Latest revision as of 20:22, 9 March 2019

Google Code In

This page is about gathering ideas for the x264 project for acceptance in the Google Code In 2010-2011 program.

x264 has been part of Videolan's Google Summer of Code in 2008, 2009 and 2010.

Ideas for x264

Warning

This is a temporary page for listing ideas for Google Code-in tasks.

The final tasks will be moved to melange, when needed.

Tools

Category: Quality Assurance
Description: Automated regression test tool
Details: x264 has no standard regression test tool, and all the developers rely on their own scripts. An automated regression test tool should be able to:

  • Test any two revisions against each other.
  • Test a wide variety of x264 settings combinations. We can help you here by giving you some of the existing scripts.
  • Report the status of a revision: working (basic regression test passes), broken (basic regression test fails), crash, etc.
  • Report the difference between any two revisions (output differs, output is identical, which tests' output differs, etc).

Outcome: A regression test script (in Bash, Perl, Python, or similar)
Difficulty: medium-hard
Tools: x264, JM, ffmpeg, Linux, git
Time: 5 days
Possible Mentors: Jason Garrett-Glaser (Dark Shikari)

CLI Development

Category: Video filtering
Description: Port any video filter to x264
Details: x264 recently got a filtering system that allows users to process video before encoding -- resizing, cropping, and so forth. We'd like to add fancier filters by porting them from other projects, like mplayer's libmpcodecs. These could include denoising, sharpening, blurring, and so forth.

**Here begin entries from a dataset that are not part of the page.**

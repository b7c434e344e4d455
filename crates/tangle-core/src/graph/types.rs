//! Node and edge types for the graph engine.
//!
//! Labels are generic: a node carries a `V`, an edge carries an `E`.
//! Handles ([`NodeId`], [`EdgeId`]) are small `Copy` values that stay valid
//! until the entity they name is removed from the graph.

use std::fmt;

use serde::{Deserialize, Serialize};

use super::arena::Handle;

/// Stable handle to a node. Valid until the node is removed.
#[derive(Clone, Copy, PartialEq, Eq, Hash, PartialOrd, Ord, Serialize, Deserialize)]
pub struct NodeId(pub(crate) Handle);

/// Stable handle to an edge. Valid until the edge is removed.
#[derive(Clone, Copy, PartialEq, Eq, Hash, PartialOrd, Ord, Serialize, Deserialize)]
pub struct EdgeId(pub(crate) Handle);

impl NodeId {
    /// Raw slot index of this handle. Only meaningful for diagnostics;
    /// use [`Graph::index_of_node`](super::Graph::index_of_node) for the
    /// dense index seen by persistence layers.
    #[must_use]
    pub fn slot(self) -> usize {
        self.0.index as usize
    }
}

impl EdgeId {
    /// Raw slot index of this handle.
    #[must_use]
    pub fn slot(self) -> usize {
        self.0.index as usize
    }
}

impl fmt::Debug for NodeId {
    fn fmt(&self, f: &mut fmt::Formatter<'_>) -> fmt::Result {
        write!(f, "NodeId({}v{})", self.0.index, self.0.generation)
    }
}

impl fmt::Display for NodeId {
    fn fmt(&self, f: &mut fmt::Formatter<'_>) -> fmt::Result {
        write!(f, "{}v{}", self.0.index, self.0.generation)
    }
}

impl fmt::Debug for EdgeId {
    fn fmt(&self, f: &mut fmt::Formatter<'_>) -> fmt::Result {
        write!(f, "EdgeId({}v{})", self.0.index, self.0.generation)
    }
}

impl fmt::Display for EdgeId {
    fn fmt(&self, f: &mut fmt::Formatter<'_>) -> fmt::Result {
        write!(f, "{}v{}", self.0.index, self.0.generation)
    }
}

/// A graph vertex: a label plus the ordered list of incident edges.
///
/// The incident list preserves insertion order; depth-first traversal
/// visits neighbors in this order.
#[derive(Debug, Clone, PartialEq, Serialize, Deserialize)]
pub struct Node<V> {
    pub(crate) label: V,
    pub(crate) incident: Vec<EdgeId>,
}

impl<V> Node<V> {
    pub(crate) fn new(label: V) -> Self {
        Self {
            label,
            incident: Vec::new(),
        }
    }

    /// Returns the node label.
    #[must_use]
    pub fn label(&self) -> &V {
        &self.label
    }

    /// Returns the edges incident to this node, in insertion order.
    #[must_use]
    pub fn incident_edges(&self) -> &[EdgeId] {
        &self.incident
    }

    /// Returns the number of incident edges.
    #[must_use]
    pub fn degree(&self) -> usize {
        self.incident.len()
    }
}

/// An undirected connection between two nodes, carrying a label.
///
/// Head/tail order is preserved for display and access but has no
/// semantic direction. Edge identity is the **unordered** endpoint pair:
/// two edges are equal when they connect the same two nodes, regardless
/// of label, and their hashes agree (both derive from the canonical,
/// sorted pair).
#[derive(Debug, Clone, Serialize, Deserialize)]
pub struct Edge<E> {
    pub(crate) label: E,
    pub(crate) head: NodeId,
    pub(crate) tail: NodeId,
}

impl<E> Edge<E> {
    pub(crate) fn new(label: E, head: NodeId, tail: NodeId) -> Self {
        Self { label, head, tail }
    }

    /// Returns the edge label.
    #[must_use]
    pub fn label(&self) -> &E {
        &self.label
    }

    /// Returns the head endpoint (first endpoint given at insertion).
    #[must_use]
    pub fn head(&self) -> NodeId {
        self.head
    }

    /// Returns the tail endpoint.
    #[must_use]
    pub fn tail(&self) -> NodeId {
        self.tail
    }

    /// Returns both endpoints in insertion order.
    #[must_use]
    pub fn endpoints(&self) -> (NodeId, NodeId) {
        (self.head, self.tail)
    }

    /// Canonical endpoint pair: the smaller handle first. Equal edges
    /// always produce the same key.
    #[must_use]
    pub fn pair_key(&self) -> (NodeId, NodeId) {
        if self.head <= self.tail {
            (self.head, self.tail)
        } else {
            (self.tail, self.head)
        }
    }

    /// True when this edge connects `a` and `b` in either orientation.
    #[must_use]
    pub fn connects(&self, a: NodeId, b: NodeId) -> bool {
        (self.head == a && self.tail == b) || (self.head == b && self.tail == a)
    }

    /// True when `node` is one of the two endpoints.
    #[must_use]
    pub fn touches(&self, node: NodeId) -> bool {
        self.head == node || self.tail == node
    }

    /// Given one endpoint, returns the other; `None` when `node` is not
    /// an endpoint of this edge.
    #[must_use]
    pub fn opposite(&self, node: NodeId) -> Option<NodeId> {
        if node == self.head {
            Some(self.tail)
        } else if node == self.tail {
            Some(self.head)
        } else {
            None
        }
    }
}

// Identity is the unordered endpoint pair; the label is deliberately
// excluded so pair-based lookup treats (a, b) and (b, a) as the same edge.
impl<E> PartialEq for Edge<E> {
    fn eq(&self, other: &Self) -> bool {
        self.pair_key() == other.pair_key()
    }
}

impl<E> Eq for Edge<E> {}

impl<E> std::hash::Hash for Edge<E> {
    fn hash<H: std::hash::Hasher>(&self, state: &mut H) {
        self.pair_key().hash(state);
    }
}
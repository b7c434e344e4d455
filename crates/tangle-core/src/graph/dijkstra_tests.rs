//! Tests for shortest paths and path reconstruction.

use crate::error::Error;

use super::dijkstra::{EdgeWeight, DEFAULT_EDGE_WEIGHT};
use super::store::Graph;
use super::types::NodeId;

/// The direct A-C edge undercuts the two-hop route through B.
fn build_triangle() -> (Graph<&'static str, f64>, [NodeId; 3]) {
    let mut graph = Graph::new();
    let a = graph.add_node("A");
    let b = graph.add_node("B");
    let c = graph.add_node("C");
    graph.add_edge(5.6, a, b).unwrap();
    graph.add_edge(8.0, b, c).unwrap();
    graph.add_edge(1.2, a, c).unwrap();
    (graph, [a, b, c])
}

#[test]
fn test_triangle_costs() {
    let (graph, [a, b, c]) = build_triangle();
    let paths = graph.shortest_path(a).unwrap();

    assert_eq!(paths.source(), a);
    assert_eq!(paths.cost(a), Some(0.0));
    assert_eq!(paths.cost(b), Some(5.6));
    assert_eq!(paths.cost(c), Some(1.2));
}

#[test]
fn test_triangle_path_runs_target_first() {
    let (graph, [a, _, c]) = build_triangle();
    let paths = graph.shortest_path(a).unwrap();

    assert_eq!(paths.path_to(c).unwrap(), vec![c, a]);
    assert_eq!(paths.path_to(a).unwrap(), vec![a]);
}

#[test]
fn test_source_is_its_own_signpost() {
    let (graph, [a, b, c]) = build_triangle();
    let paths = graph.shortest_path(a).unwrap();

    assert_eq!(paths.signpost(a), Some(a));
    assert_eq!(paths.signpost(b), Some(a));
    assert_eq!(paths.signpost(c), Some(a));
}

#[test]
fn test_multi_hop_beats_expensive_direct_edge() {
    let mut graph: Graph<&str, f64> = Graph::new();
    let a = graph.add_node("A");
    let b = graph.add_node("B");
    let c = graph.add_node("C");
    graph.add_edge(10.0, a, c).unwrap();
    graph.add_edge(2.0, a, b).unwrap();
    graph.add_edge(3.0, b, c).unwrap();

    let paths = graph.shortest_path(a).unwrap();
    assert_eq!(paths.cost(c), Some(5.0));
    assert_eq!(paths.signpost(c), Some(b));
    assert_eq!(paths.path_to(c).unwrap(), vec![c, b, a]);
}

#[test]
fn test_unreachable_node_keeps_infinite_cost_and_self_signpost() {
    let (mut graph, [a, ..]) = build_triangle();
    let island = graph.add_node("island");

    let paths = graph.shortest_path(a).unwrap();
    assert_eq!(paths.cost(island), Some(f64::INFINITY));
    assert_eq!(paths.signpost(island), Some(island));
    assert!(!paths.is_reachable(island));
    assert_eq!(paths.path_to(island), Err(Error::NoPath(island)));
}

#[test]
fn test_path_to_node_outside_snapshot_fails() {
    let (mut graph, [a, ..]) = build_triangle();
    let paths = graph.shortest_path(a).unwrap();

    // Added after the snapshot was taken, so the snapshot knows nothing
    // about it.
    let late = graph.add_node("late");
    assert_eq!(paths.path_to(late), Err(Error::UnknownNode(late)));
}

#[test]
fn test_shortest_path_from_stale_handle_fails() {
    let (mut graph, [a, ..]) = build_triangle();
    graph.remove_node(a);
    assert_eq!(
        graph.shortest_path(a).unwrap_err(),
        Error::StaleNodeRef(a)
    );
}

#[test]
fn test_snapshot_survives_graph_mutation() {
    let (mut graph, [a, _, c]) = build_triangle();
    let paths = graph.shortest_path(a).unwrap();

    graph.clear();
    assert_eq!(paths.cost(c), Some(1.2));
    assert_eq!(paths.path_to(c).unwrap(), vec![c, a]);
}

#[test]
fn test_string_labels_cost_one_per_hop() {
    let mut graph: Graph<&str, String> = Graph::new();
    let a = graph.add_node("A");
    let b = graph.add_node("B");
    let c = graph.add_node("C");
    graph.add_edge(String::from("ab"), a, b).unwrap();
    graph.add_edge(String::from("bc"), b, c).unwrap();

    let paths = graph.shortest_path(a).unwrap();
    assert_eq!(paths.cost(b), Some(DEFAULT_EDGE_WEIGHT));
    assert_eq!(paths.cost(c), Some(2.0 * DEFAULT_EDGE_WEIGHT));
    assert_eq!(paths.path_to(c).unwrap(), vec![c, b, a]);
}

#[test]
fn test_integer_labels_use_their_value() {
    let mut graph: Graph<&str, u32> = Graph::new();
    let a = graph.add_node("A");
    let b = graph.add_node("B");
    graph.add_edge(7, a, b).unwrap();

    let paths = graph.shortest_path(a).unwrap();
    assert_eq!(paths.cost(b), Some(7.0));
}

#[test]
fn test_json_labels_mix_numeric_and_default_weights() {
    use serde_json::json;

    let mut graph: Graph<&str, serde_json::Value> = Graph::new();
    let a = graph.add_node("A");
    let b = graph.add_node("B");
    let c = graph.add_node("C");
    graph.add_edge(json!(3.5), a, b).unwrap();
    graph.add_edge(json!("unweighted"), b, c).unwrap();

    let paths = graph.shortest_path(a).unwrap();
    assert_eq!(paths.cost(b), Some(3.5));
    assert_eq!(paths.cost(c), Some(3.5 + DEFAULT_EDGE_WEIGHT));
}

#[test]
fn test_edge_weight_trait_values() {
    assert_eq!(2.5f64.weight(), 2.5);
    assert_eq!(2.5f32.weight(), 2.5);
    assert_eq!(4u8.weight(), 4.0);
    assert_eq!((-3i64).weight(), -3.0);
    assert_eq!("label".weight(), DEFAULT_EDGE_WEIGHT);
    assert_eq!(().weight(), DEFAULT_EDGE_WEIGHT);
    assert_eq!(serde_json::json!(null).weight(), DEFAULT_EDGE_WEIGHT);
    assert_eq!(serde_json::json!(6).weight(), 6.0);
}

#[test]
fn test_costs_and_signposts_cover_every_node() {
    let (graph, [a, ..]) = build_triangle();
    let paths = graph.shortest_path(a).unwrap();
    assert_eq!(paths.costs().len(), graph.node_count());
    assert_eq!(paths.signposts().len(), graph.node_count());
}
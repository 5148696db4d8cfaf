//! Platform connectivity adapters.

use super::state::NetworkState;
use crate::Result;
use async_trait::async_trait;
use futures::stream::{self, BoxStream, StreamExt};
use tokio::sync::watch;

/// A platform API delivering connectivity snapshots and change events.
#[async_trait]
pub trait ConnectivitySource: Send + Sync {
    /// Point-in-time fetch.
    async fn fetch(&self) -> Result<NetworkState>;

    /// Every subsequent change, in order.
    fn changes(&self) -> BoxStream<'static, NetworkState>;
}

/// Connectivity driven by explicit calls; used by platform glue and tests.
pub struct ManualConnectivity {
    tx: watch::Sender<NetworkState>,
}

impl ManualConnectivity {
    pub fn new(initial: NetworkState) -> Self {
        let (tx, _rx) = watch::channel(initial);
        Self { tx }
    }

    pub fn set(&self, state: NetworkState) {
        self.tx.send_replace(state);
    }

    pub fn current(&self) -> NetworkState {
        self.tx.borrow().clone()
    }
}

#[async_trait]
impl ConnectivitySource for ManualConnectivity {
    async fn fetch(&self) -> Result<NetworkState> {
        Ok(self.current())
    }

    fn changes(&self) -> BoxStream<'static, NetworkState> {
        let rx = self.tx.subscribe();
        stream::unfold(rx, |mut rx| async move {
            rx.changed().await.ok()?;
            let state = rx.borrow_and_update().clone();
            Some((state, rx))
        })
        .boxed()
    }
}

/// A fixed snapshot that never changes (e.g. a CLI that assumes connectivity).
pub struct StaticConnectivity {
    state: NetworkState,
}

impl StaticConnectivity {
    pub fn new(state: NetworkState) -> Self {
        Self { state }
    }
}

#[async_trait]
impl ConnectivitySource for StaticConnectivity {
    async fn fetch(&self) -> Result<NetworkState> {
        Ok(self.state.clone())
    }

    fn changes(&self) -> BoxStream<'static, NetworkState> {
        stream::pending().boxed()
    }
}
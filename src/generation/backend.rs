//! The opaque remote capability the façade drives.

use super::types::{GenerationRequest, ResearchResult};
use crate::Result;
use async_trait::async_trait;

/// A generation provider: structured prompt in, raw text out, or an error.
///
/// Implementations should return [`crate::Error::Network`] (via
/// [`crate::Error::network`]) for transport and HTTP-status failures so the retry
/// engine can act on the `retryable` tag. Parsing of the returned text is the
/// façade's job.
#[async_trait]
pub trait GenerationBackend: Send + Sync {
    /// Research `topic`; returns the raw provider response.
    async fn research(&self, topic: &str) -> Result<String>;

    /// Generate an article; returns the raw provider response.
    async fn generate(
        &self,
        request: &GenerationRequest,
        research: Option<&ResearchResult>,
    ) -> Result<String>;

    fn name(&self) -> &'static str {
        "backend"
    }
}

You can pick any filter you want and port it -- just make sure to ask first to make sure that it would make sense in the context of x264.

Do note all filters must reach the code quality standards of x264, so in some cases you may need to do more than just copy-pasting: reformatting code, etc.

Outcome: A new filter in x264.
Difficulty: hard
Tools: x264
Time: 7 days
Possible Mentors: Jason Garrett-Glaser (Dark Shikari), James Darnley (J_Darnley), Steven Walters (kemuri-_9)

Category: Add a --device option
Description: Add a new option to x264cli so users can specify a particular device
Details: Edit x264.c to change the input settings for a particular device in a similar way to --preset and --tune

Most of the settings for specific devices (e.g iPod, Xbox, AppleTV) can be found online. x264 developers can help with more complex devices such as Blu-Ray.

Outcome: Users can specify a specific device to x264.
Difficulty: medium
Tools: x264
Time: 3-5 days
Possible Mentors: Jason Garrett-Glaser (Dark Shikari), James Darnley (J_Darnley), Steven Walters (kemuri-_9), Kieran Kunhya (kierank)

libx264 Core Development

Category: Assembly Optimization
Description: Write any assembly function: x86 (MMX/SSE), PowerPC (Altivec), or ARM (ARMv6/NEON)
Details: x264 has boatloads of C functions with assembly versions that haven't been written yet. Assembly functions are really great for Google Code-In because they can be written without any knowledge of the overall program. Most functions are only a few lines long in C, making an assembly implementation relatively easy. In many cases, some (but not all) versions of a function are already written in assembly, providing good examples for future versions.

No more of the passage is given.